1\. Matt is one of two classmates that I remember from that high school. I
switched schools for the last two years, didn't integrate well, and was
recovering from an injury for half of my senior year. But Matt was friendly,
and loaned me a book about C++, which I eventually mailed back to him.

The other person was a neighbor. His name was Chris, and he had a nicely-
restored orange truck.

2\. The problem is not with "precision medicine", but with medicine itself.
The name of this project implies that they're going to turn medicine's hunting
rifle into a sniper rifle. But conventional medical practice has inherited a
bunch of assumptions that are basically wrong. Standard medicine's "rifle" is
just a crummy old shotgun that's lucky to hit anything.

If you get shot in the head, go to the trauma center - they do good work, and
can possibly save your life. If you have a chronic disease, get a dozen second
opinions, including from non-medical doctors. If you have a psychiatric
problem, avoid psychiatrists as if your life depends on it: conventional
psychiatry is a disaster-in-progress.

The precision medicine effort is an opportunity to clean Medicine's house. The
drug companies won't be happy when their businesses wither away, but maybe the
lawyers will help them go quietly into the night.

------
qewrffewqwfqew
A little disappointing to see the links to his favourite paper going to
paywalls.
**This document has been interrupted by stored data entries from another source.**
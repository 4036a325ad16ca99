//! reviewdoc CLI - export review content to DOCX, XLSX and PPTX

use std::fs;
use std::path::{Path, PathBuf};

use clap::{Args, Parser, Subcommand};
use colored::Colorize;
use indicatif::{ProgressBar, ProgressStyle};

use reviewdoc::fetch::{ImageFetcher, NoImages, ProxyImageFetcher};
use reviewdoc::model::{Chapter, ExportableEntity};
use reviewdoc::parser::UnknownInlineMode;
use reviewdoc::render::{docx, pptx, xlsx};
use reviewdoc::{
    load_entity, load_entity_str, save_to_dir, DocxOptions, ExportResult, SlideOptions,
    TabularOptions,
};

type CliResult<T> = Result<T, Box<dyn std::error::Error>>;

#[derive(Parser)]
#[command(name = "reviewdoc")]
#[command(version)]
#[command(about = "Export review chapters, papers and datasets to DOCX, XLSX and PPTX", long_about = None)]
struct Cli {
    #[command(subcommand)]
    command: Commands,
}

#[derive(Subcommand)]
enum Commands {
    /// Export chapters (with an optional title page) to DOCX
    Docx {
        #[command(flatten)]
        io: IoArgs,

        #[command(flatten)]
        layout: DocxArgs,

        #[command(flatten)]
        images: ImageArgs,
    },

    /// Export an authored paper to DOCX
    Paper {
        #[command(flatten)]
        io: IoArgs,

        #[command(flatten)]
        layout: DocxArgs,

        #[command(flatten)]
        images: ImageArgs,
    },

    /// Export a synopsis (chapters, review analysis, literature, references) to DOCX
    Synopsis {
        #[command(flatten)]
        io: IoArgs,

        #[command(flatten)]
        layout: DocxArgs,

        #[command(flatten)]
        images: ImageArgs,
    },

    /// Export a dataset to XLSX
    Xlsx {
        #[command(flatten)]
        io: IoArgs,

        /// Sheet name (defaults to the dataset name)
        #[arg(long)]
        sheet: Option<String>,
    },

    /// Export chapters to PPTX
    Pptx {
        #[command(flatten)]
        io: IoArgs,

        /// Subtitle on the title slide
        #[arg(long)]
        subtitle: Option<String>,

        #[command(flatten)]
        images: ImageArgs,
    },

    /// Show what an entity file contains
    Info {
        /// Entity JSON file
        #[arg(value_name = "FILE")]
        input: PathBuf,
    },

    /// Show version information
    Version,
}

#[derive(Args)]
struct IoArgs {
    /// Entity JSON file
    #[arg(value_name = "FILE")]
    input: PathBuf,

    /// Output file (defaults to the sanitized title in the current directory)
    #[arg(short, long, value_name = "FILE")]
    output: Option<PathBuf>,

    /// Document title (defaults to the entity title or the file name)
    #[arg(long)]
    title: Option<String>,
}

#[derive(Args)]
struct DocxArgs {
    /// Use the journal-safe paper formatting
    #[arg(long)]
    paper_format: bool,

    /// Header text (defaults to the document title)
    #[arg(long)]
    header: Option<String>,

    /// Footer text shown above the page number
    #[arg(long)]
    footer: Option<String>,

    /// Leave page numbers out of the footer
    #[arg(long)]
    no_page_numbers: bool,

    /// Keep the text of unknown inline tags instead of dropping it
    #[arg(long)]
    flatten_inline: bool,
}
Here are arxiv/free links:

39 page JFP version:

[http://arxiv.org/pdf/1107.3539v1.pdf](http://arxiv.org/pdf/1107.3539v1.pdf)

12 pager from ICFP:

[http://arxiv.org/pdf/1007.4446.pdf](http://arxiv.org/pdf/1007.4446.pdf)

8 page CACM highlight:

[http://www.ccs.neu.edu/home/dvanhorn/pubs/vanhorn-might-
cacm...](http://www.ccs.neu.edu/home/dvanhorn/pubs/vanhorn-might-cacm11.pdf)

------
jmcdonald-ut
I got to take Matt's compilers course. He was a really exceptional professor
who had a way of presenting pretty mundane and rigorous material in an
interesting way. His lectures were always engaging. If your interested in
understanding programming languages at a lower level I can't recommend enough
perusing his blog.

------
agumonkey
This has been posted twice already but only reached FP now. The laws of
timezone I guess. Anyway I'm happy it's visible.